Malka Owsiany Recounts by Mark Turkow - Live on Zoom

First published in Yiddish in 1946 and translated into Spanish in 2001, Malka Owsiany Recounts...: A Chronicle of Our Time by Mark Turkow is now available for the first time in English. Malka Owsiany was only 20 years old when she described the horrors of the Holocaust to Yiddish writer and Jewish community leader Mark Turkow. Malka’s account was among the first Holocaust testimonies available in the immediate postwar years. She discusses rebuilding her life and marrying a fellow survivor, Meir, as well as her memories of the rich Polish Jewish communal life from her youth that was destroyed by the Nazis.
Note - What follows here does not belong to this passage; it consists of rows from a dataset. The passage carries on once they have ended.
//! Session authentication: third-party identity first, local JWT fallback,
//! rate-limited anonymous accounts last.

use crate::security::rate_limiter::RateLimiter;
use jsonwebtoken::{decode, encode, DecodingKey, EncodingKey, Header, Validation};
use serde::{Deserialize, Serialize};
use std::net::IpAddr;
use std::sync::Arc;
use std::time::{SystemTime, UNIX_EPOCH};
use uuid::Uuid;

const JWT_TTL_SECS: u64 = 24 * 60 * 60;

#[derive(Debug, thiserror::Error)]
pub enum AuthError {
    #[error("anonymous account creation rate limited for this address")]
    RateLimited,
    #[error("token invalid or expired")]
    InvalidToken,
    #[error("jwt signing failed: {0}")]
    Internal(String),
}

/// An identity resolved by a third-party provider (wallet signature, OAuth, …).
#[derive(Debug, Clone)]
pub struct VerifiedIdentity {
    pub account_id: String,
    pub provider: String,
    pub roles: Vec<String>,
}

/// Pluggable third-party verification. Production wiring checks a wallet
/// signature or social OAuth token; tests and the anonymous-only deployment
/// use `NoThirdPartyVerifier`.
pub trait ThirdPartyVerifier: Send + Sync {
    fn verify(&self, token: &str) -> Option<VerifiedIdentity>;
}

pub struct NoThirdPartyVerifier;

impl ThirdPartyVerifier for NoThirdPartyVerifier {
    fn verify(&self, _token: &str) -> Option<VerifiedIdentity> {
        None
    }
}

#[derive(Debug, Clone, Serialize, Deserialize)]
struct Claims {
    sub: String,
    roles: Vec<String>,
    iat: u64,
    exp: u64,
}

/// Result of a successful authentication attempt.
#[derive(Debug, Clone)]
pub struct AuthOutcome {
    pub account_id: String,
    pub roles: Vec<String>,
    /// A freshly-minted local JWT, issued on every successful auth (including
    /// third-party and anonymous paths) so the client can reconnect with it.
    pub jwt: String,
    pub anonymous: bool,
}

/// Authentication chain owned by the connection handler.
pub struct Authenticator {
    jwt_secret: String,
    admin_code: Option<String>,
    dev_mode: bool,
    anonymous_rate_limiter: Arc<RateLimiter>,
    third_party: Arc<dyn ThirdPartyVerifier>,
}

impl Authenticator {
    pub fn new(
        jwt_secret: String,
        admin_code: Option<String>,
        dev_mode: bool,
        anonymous_rate_limiter: Arc<RateLimiter>,
        third_party: Arc<dyn ThirdPartyVerifier>,
    ) -> Self {
        Self { jwt_secret, admin_code, dev_mode, anonymous_rate_limiter, third_party }
    }

    fn now_secs() -> u64 {
        SystemTime::now().duration_since(UNIX_EPOCH).map(|d| d.as_secs()).unwrap_or(0)
    }

    /// Splits a stored comma-separated roles string into an array. `~admin`
    /// is only honored in development with no admin code configured;
    /// otherwise it is stripped rather than granted.
    fn expand_roles(&self, roles_csv: &str) -> Vec<String> {
        roles_csv
            .split(',')
            .map(|s| s.trim().to_string())
            .filter(|s| !s.is_empty())
            .filter(|role| {
                if role == "~admin" {
                    self.dev_mode && self.admin_code.is_none()
                } else {
                    true
                }
            })
            .collect()
    }

    fn mint_jwt(&self, account_id: &str, roles: &[String]) -> Result<String, AuthError> {
        let iat = Self::now_secs();
        let claims = Claims { sub: account_id.to_string(), roles: roles.to_vec(), iat, exp: iat + JWT_TTL_SECS };
        encode(&Header::default(), &claims, &EncodingKey::from_secret(self.jwt_secret.as_bytes()))
            .map_err(|e| AuthError::Internal(e.to_string()))
    }

    fn decode_jwt(&self, token: &str) -> Result<Claims, AuthError> {
        decode::<Claims>(token, &DecodingKey::from_secret(self.jwt_secret.as_bytes()), &Validation::default())
            .map(|data| data.claims)
            .map_err(|_| AuthError::InvalidToken)
    }

    /// Runs the full authentication chain for one connecting socket.
    pub async fn authenticate(&self, token: Option<&str>, remote_ip: IpAddr) -> Result<AuthOutcome, AuthError> {
        if let Some(token) = token {
            if let Some(identity) = self.third_party.verify(token) {
                let roles = self.expand_roles(&identity.roles.join(","));
                let jwt = self.mint_jwt(&identity.account_id, &roles)?;
                return Ok(AuthOutcome { account_id: identity.account_id, roles, jwt, anonymous: false });
            }

            if let Ok(claims) = self.decode_jwt(token) {
                let roles = self.expand_roles(&claims.roles.join(","));
                let jwt = self.mint_jwt(&claims.sub, &roles)?;
                return Ok(AuthOutcome { account_id: claims.sub, roles, jwt, anonymous: false });
            }
        }

        if !self.anonymous_rate_limiter.check_rate_limit(remote_ip).await {
            return Err(AuthError::RateLimited);
        }

        let account_id = format!("anon-{}", Uuid::new_v4());
        let roles = vec!["player".to_string()];
        let jwt = self.mint_jwt(&account_id, &roles)?;
        Ok(AuthOutcome { account_id, roles, jwt, anonymous: true })
    }
}

#[cfg(test)]
mod tests {
    use super::*;
    use std::net::Ipv4Addr;
    use std::time::Duration;

    fn authenticator(dev_mode: bool, admin_code: Option<&str>) -> Authenticator {
        Authenticator::new(
            "test-secret".into(),
            admin_code.map(str::to_string),
            dev_mode,
            Arc::new(RateLimiter::new(5, Duration::from_secs(3600))),
            Arc::new(NoThirdPartyVerifier),
        )
    }

    fn ip() -> IpAddr {
        IpAddr::V4(Ipv4Addr::new(127, 0, 0, 1))
    }

    #[tokio::test]
    async fn no_token_mints_anonymous_account() {
        let auth = authenticator(false, None);
        let outcome = auth.authenticate(None, ip()).await.unwrap();
        assert!(outcome.anonymous);
        assert!(outcome.account_id.starts_with("anon-"));
        assert_eq!(outcome.roles, vec!["player".to_string()]);
    }

    #[tokio::test]
    async fn anonymous_creation_is_rate_limited_per_ip() {
        let auth = authenticator(false, None);
        for _ in 0..5 {
            assert!(auth.authenticate(None, ip()).await.is_ok());
        }
        assert!(matches!(auth.authenticate(None, ip()).await, Err(AuthError::RateLimited)));
    }

    #[tokio::test]
    async fn valid_local_jwt_round_trips_to_same_account_id() {
        let auth = authenticator(false, None);
        let first = auth.authenticate(None, ip()).await.unwrap();

        let second = auth.authenticate(Some(&first.jwt), ip()).await.unwrap();
        assert_eq!(second.account_id, first.account_id);
        assert!(!second.anonymous);
    }

    #[tokio::test]
    async fn invalid_token_falls_back_to_anonymous() {
        let auth = authenticator(false, None);
        let outcome = auth.authenticate(Some("not-a-real-jwt"), ip()).await.unwrap();
        assert!(outcome.anonymous);
    }

    #[test]
    fn admin_role_stripped_outside_dev_mode() {
        let auth = authenticator(false, None);
        let roles = auth.expand_roles("player,~admin");
        assert_eq!(roles, vec!["player".to_string()]);
    }

    #[test]
    fn admin_role_stripped_when_admin_code_configured() {
        let auth = authenticator(true, Some("secret-code"));
        let roles = auth.expand_roles("player,~admin");
        assert_eq!(roles, vec!["player".to_string()]);
    }

    #[test]
    fn admin_role_granted_in_dev_mode_without_admin_code() {
        let auth = authenticator(true, None);
        let roles = auth.expand_roles("player,~admin");
        assert_eq!(roles, vec!["player".to_string(), "~admin".to_string()]);
    }
}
Join us for a talk with translator Sandra Chiritescu about this English translation, in a discussion led by Rachelle Grossman.

Buy the book.

About the Speakers
Sandra Chiritescu is Clinical Assistant Professor of Yiddish at New York University. She has previously taught Yiddish at Columbia University and the Worker’s Circle. She holds a BA in German philology from the University of Zurich and a PhD in Yiddish Studies from Columbia University. Her dissertation “Bubbes, Mames and Daughters: Uncovering Twentieth- and Twenty-First Century American Jewish and American Yiddish Feminist Genealogies” brings together her research interests in Yiddish literature and culture, American Jewish literature, feminist and queer theory, and translation theory. Her translation of an early Holocaust survivor testimony from 1946 by a woman is available under the title Malka Owsiany Recounts (Cherry Orchard Press, 2025).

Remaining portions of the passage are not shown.